Article: Judgment Always Stirs Emotions (Especially when sexually-based)

That article stirs a lot of emotions.

It's bound to do so.

It feels very judgmental to people reading it.
And it can feel personally judgmental if one or a few items might apply to the reader.

That can make people feel bad about themselves, which in turn unleases anger to silence the pain-inducing author.

The point is...

But Everyone Judges

So it's more of a case of:

  • How high or low are your standards

And:

  • How well you're judging

But it's almost never a question of "judging or not judging", since assessing others is embedded in the human mind.

So that article's goal is to help people judge better, increase their standards, and possibly troubleshoot themselves. In my opinion, these are mostly good things.

Why People Resent Judges

Many folks have at least a "feel" level that a judge is:

  • Taking a power position over them: when Ritwika says "what gives you the audacity of... ". She's actually saying "what gives you the audacity of taking a judge-power position over me". That feeling is only heightened if the judge is making the reader feel "not good enoguh"
  • Potentially disempowering their sexual strategy: if the judge is teaching men how to screen women, that can empower men, but disempower a lot of women. Of course the screened out women are going to be the angriest
  • Making them feel bad about themselves: this one, I can understand, and which is why I always support "social grace" when dealing with potentially harsh or hurtful information

REBELING AGAINST JUDGES: ONLY EMPOWERING IF THE FEEDBACK IS USED FOR SELF-EMPOWERMENT

In some cases, it's fair to push back against a judge.

And it can also be a fundamental strategy of self-empowerment, so this is not to say that all push-backs against judges are wrong.

However, the individual rebelling against judges will be only empowered if they at least take the good feedback and use it, rather than rejecting all the judge says or does -which is what most people do anyway-.

Political Correctness Empowered the Fight Against Judges

The current PC climate seeks to repress overt expression of judging.

And especially so when it comes to assessing people's values and sexual market value.

The current politically correct climate, in many ways, empowered the fight against judges.

Attacking people for judging serves three goals:

  • Manipulating sexual marketplace dynamics: it works like this: "if you can't judge me, then maybe you -and others- will accept me more" This one doesn't work perfectly since the cultural level has more limited impact on actual mating choice, but it can work a bit
  • Virtue signaling: I attack you for judging and frame you as "bad" or "reactionary" or whatever, and that self-frames me as liberal, open-minded, accepting and "good"
  • Self-esteem boost: "if I don't hear criticism, I feel better". this one I actually totally understand.

When sexual dynamics are at stake, the moral police repression goes into overdrive, and the various misogynist (or man-hater) accusations are the natural big guns to field and mute the judge.
If the judge can't speak, maybe the accuser has more options -or at least, feels better about herself-.

But Let's Not Always Defend Judges: There Are PLENTY Of Ways of Being A Judging Ahole

That being said, there are poorer, turkey-level expressions of judgment.

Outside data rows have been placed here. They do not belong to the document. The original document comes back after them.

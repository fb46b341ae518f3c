use crate::error::{LikeBridgeError, Result};
use serde::{Deserialize, Serialize};

/// Latest value of one windowed counter, as emitted by a flush
#[derive(Debug, Clone, PartialEq, Eq, Serialize, Deserialize)]
pub struct CounterSyncRecord {
    pub key: String,
    pub value: i64,
}

impl CounterSyncRecord {
    pub fn new(key: impl Into<String>, value: i64) -> Self {
        Self {
            key: key.into(),
            value,
        }
    }

    pub fn encode(&self) -> Result<Vec<u8>> {
        Ok(serde_json::to_vec(self)?)
    }

    pub fn decode(payload: &[u8]) -> Result<Self> {
        let record: CounterSyncRecord = serde_json::from_slice(payload)
            .map_err(|e| LikeBridgeError::MalformedEvent(e.to_string()))?;
        if record.key.trim().is_empty() {
            return Err(LikeBridgeError::MalformedEvent(
                "counter record with blank key".to_string(),
            ));
        }
        Ok(record)
    }
}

To begin with, plenty of people do hide their anger and hatred being the guise of "telling the truth", "expressing my freedom of choice" or "assessing who I'm dealing with".

Some men for example enjoy repeating that women are worthless after 30YO.
Some of them say that it's simply "telling the truth" -in this case, a speck of truth about sexual market value, but twisted into a judgment about a whole human being- but it can often be a way of hiding their hatred of women.

Some women can do the same, of course.
(Deleted the example here to keep it brief enough)

Judging can also be used as (often cheap) social climbing.

Think for example of:

  • Men telling other men they're "betas": there is an article on that here, the "alpha male posturing", a rather low-value, turkey-style way of social climbing and feeling better about themselves

And for manipulation as well:

  • Women telling other women they're not "independent enough": a manipulative way of social climbing within female circls and/or gaining an edge in the sexual marketplace

As a tool for power:

  • I judge very harshly, create a shitstorm, and get more attention and followers: some feminists and red pill authors gain followers because they are extra harsh, and not (necessarily) because they tell truth. The angrier men and women don't want the truth, they want someone who allows free-flow for their personal anger. See the dynamics of the red pill on this.

Finally, social grace always applies.
In my opinion, if you can say something gracefully but you choose the crude, hurtful way, you're moving farther away from your ideal self.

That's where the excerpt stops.